Problem details: Give the number of lines in the data that hold the word "EventKind", and nothing else.

Data to use:
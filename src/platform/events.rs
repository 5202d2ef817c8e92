//! Inbound notifications delivered by the controller platform.

use crate::platform::messages::{DeviceId, PacketIn, PortCounters};
use crate::platform::session::DeviceSession;
use serde::{Deserialize, Serialize};
use std::fmt;
use std::sync::Arc;

/// Kind of a platform event, used as the dispatch key
#[derive(Debug, Clone, Copy, PartialEq, Eq, Hash, Serialize, Deserialize)]
#[serde(rename_all = "snake_case")]
pub enum EventKind {
    DeviceJoined,
    DeviceLeft,
    PacketIn,
    PortStatsReply,
}

/// Event raised by the platform for the controller core
#[derive(Clone)]
pub enum PlatformEvent {
    DeviceJoined {
        device_id: DeviceId,
        session: Arc<dyn DeviceSession>,
    },
    DeviceLeft {
        device_id: DeviceId,
    },
    PacketIn {
        device_id: DeviceId,
        packet: PacketIn,
    },
    PortStatsReply {
        device_id: DeviceId,
        stats: Vec<PortCounters>,
    },
}

impl PlatformEvent {
    pub fn kind(&self) -> EventKind {
        match self {
            PlatformEvent::DeviceJoined { .. } => EventKind::DeviceJoined,
            PlatformEvent::DeviceLeft { .. } => EventKind::DeviceLeft,
            PlatformEvent::PacketIn { .. } => EventKind::PacketIn,
            PlatformEvent::PortStatsReply { .. } => EventKind::PortStatsReply,
        }
    }

    pub fn device_id(&self) -> DeviceId {
        match self {
            PlatformEvent::DeviceJoined { device_id, .. }
            | PlatformEvent::DeviceLeft { device_id }
            | PlatformEvent::PacketIn { device_id, .. }
            | PlatformEvent::PortStatsReply { device_id, .. } => *device_id,
        }
    }
}

impl fmt::Debug for PlatformEvent {
    fn fmt(&self, f: &mut fmt::Formatter<'_>) -> fmt::Result {
        match self {
            PlatformEvent::DeviceJoined { device_id, .. } => f
                .debug_struct("DeviceJoined")
                .field("device_id", device_id)
                .finish_non_exhaustive(),
            PlatformEvent::DeviceLeft { device_id } => f
                .debug_struct("DeviceLeft")
                .field("device_id", device_id)
                .finish(),
            PlatformEvent::PacketIn { device_id, packet } => f
                .debug_struct("PacketIn")
                .field("device_id", device_id)
                .field("in_port", &packet.in_port)
                .field("len", &packet.data.len())
                .finish(),
            PlatformEvent::PortStatsReply { device_id, stats } => f
                .debug_struct("PortStatsReply")
                .field("device_id", device_id)
                .field("ports", &stats.len())
                .finish(),
        }
    }
}

/// JSON form of a platform event, posted by an external OpenFlow stack
#[derive(Debug, Clone, Serialize, Deserialize)]
#[serde(tag = "type", rename_all = "snake_case")]
pub enum BridgeEvent {
    DeviceJoined { device_id: DeviceId },
    DeviceLeft { device_id: DeviceId },
    PacketIn { device_id: DeviceId, packet: PacketIn },
    PortStatsReply { device_id: DeviceId, stats: Vec<PortCounters> },
}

Solution to this task: 6